-- Opening Marker --
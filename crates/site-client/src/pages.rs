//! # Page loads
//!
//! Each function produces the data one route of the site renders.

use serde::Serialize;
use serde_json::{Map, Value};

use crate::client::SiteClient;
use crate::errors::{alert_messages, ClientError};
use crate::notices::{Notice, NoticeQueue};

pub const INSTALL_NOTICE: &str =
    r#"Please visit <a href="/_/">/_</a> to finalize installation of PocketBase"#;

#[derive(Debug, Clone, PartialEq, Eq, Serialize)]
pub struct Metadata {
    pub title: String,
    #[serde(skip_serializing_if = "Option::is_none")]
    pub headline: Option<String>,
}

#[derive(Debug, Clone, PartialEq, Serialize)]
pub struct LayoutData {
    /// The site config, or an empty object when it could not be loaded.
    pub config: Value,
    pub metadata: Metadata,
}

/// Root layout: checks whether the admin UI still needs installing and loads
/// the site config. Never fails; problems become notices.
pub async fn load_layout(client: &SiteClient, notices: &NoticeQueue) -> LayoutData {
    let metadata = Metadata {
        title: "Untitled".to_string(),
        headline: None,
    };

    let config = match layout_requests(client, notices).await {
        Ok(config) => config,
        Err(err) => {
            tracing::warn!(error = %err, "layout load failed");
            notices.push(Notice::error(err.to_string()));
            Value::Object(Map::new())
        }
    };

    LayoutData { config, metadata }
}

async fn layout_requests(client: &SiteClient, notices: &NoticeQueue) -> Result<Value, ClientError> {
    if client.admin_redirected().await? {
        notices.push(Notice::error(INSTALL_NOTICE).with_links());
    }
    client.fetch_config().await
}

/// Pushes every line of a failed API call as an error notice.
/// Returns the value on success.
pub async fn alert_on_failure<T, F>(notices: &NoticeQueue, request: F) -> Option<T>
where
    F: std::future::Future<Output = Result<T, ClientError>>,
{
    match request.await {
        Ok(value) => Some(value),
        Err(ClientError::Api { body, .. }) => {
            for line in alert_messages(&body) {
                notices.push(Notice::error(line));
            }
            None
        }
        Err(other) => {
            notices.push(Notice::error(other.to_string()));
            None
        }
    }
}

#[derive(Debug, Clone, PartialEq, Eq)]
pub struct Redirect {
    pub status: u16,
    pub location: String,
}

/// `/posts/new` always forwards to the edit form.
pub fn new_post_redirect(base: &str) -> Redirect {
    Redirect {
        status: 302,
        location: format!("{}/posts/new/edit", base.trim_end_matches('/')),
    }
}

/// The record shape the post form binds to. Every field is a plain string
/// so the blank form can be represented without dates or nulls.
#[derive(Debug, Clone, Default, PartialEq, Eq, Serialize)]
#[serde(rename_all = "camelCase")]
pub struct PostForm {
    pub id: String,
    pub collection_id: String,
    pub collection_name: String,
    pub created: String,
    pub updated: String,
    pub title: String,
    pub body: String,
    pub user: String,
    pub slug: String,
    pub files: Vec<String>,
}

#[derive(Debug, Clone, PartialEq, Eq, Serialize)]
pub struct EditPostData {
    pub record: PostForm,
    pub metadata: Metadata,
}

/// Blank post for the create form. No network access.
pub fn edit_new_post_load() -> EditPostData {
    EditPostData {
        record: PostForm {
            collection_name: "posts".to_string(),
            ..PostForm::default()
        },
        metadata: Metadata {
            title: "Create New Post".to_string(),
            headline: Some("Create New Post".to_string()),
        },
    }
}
-- Closing Marker --
-- Opening Marker --
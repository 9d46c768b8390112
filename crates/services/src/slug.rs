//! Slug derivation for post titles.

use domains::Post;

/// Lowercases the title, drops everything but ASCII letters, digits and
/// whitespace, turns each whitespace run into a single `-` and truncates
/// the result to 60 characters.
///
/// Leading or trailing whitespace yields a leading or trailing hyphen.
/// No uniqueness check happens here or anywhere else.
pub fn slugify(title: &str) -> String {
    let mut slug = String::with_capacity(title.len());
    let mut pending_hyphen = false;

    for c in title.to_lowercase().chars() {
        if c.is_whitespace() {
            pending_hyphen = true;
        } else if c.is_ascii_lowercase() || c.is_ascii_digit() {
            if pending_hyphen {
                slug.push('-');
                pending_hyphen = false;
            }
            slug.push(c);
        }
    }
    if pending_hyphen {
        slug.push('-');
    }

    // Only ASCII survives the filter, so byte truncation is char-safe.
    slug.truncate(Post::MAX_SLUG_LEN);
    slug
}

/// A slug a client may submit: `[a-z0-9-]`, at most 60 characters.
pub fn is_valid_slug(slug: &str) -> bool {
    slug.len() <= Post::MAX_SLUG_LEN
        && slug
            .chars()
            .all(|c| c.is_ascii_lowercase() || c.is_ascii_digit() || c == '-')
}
-- Closing Marker --
> [What is being asked]: If a line in the data above includes the string "other", copy it.

> [Answer section]:
        Err(other) => {
            notices.push(Notice::error(other.to_string()));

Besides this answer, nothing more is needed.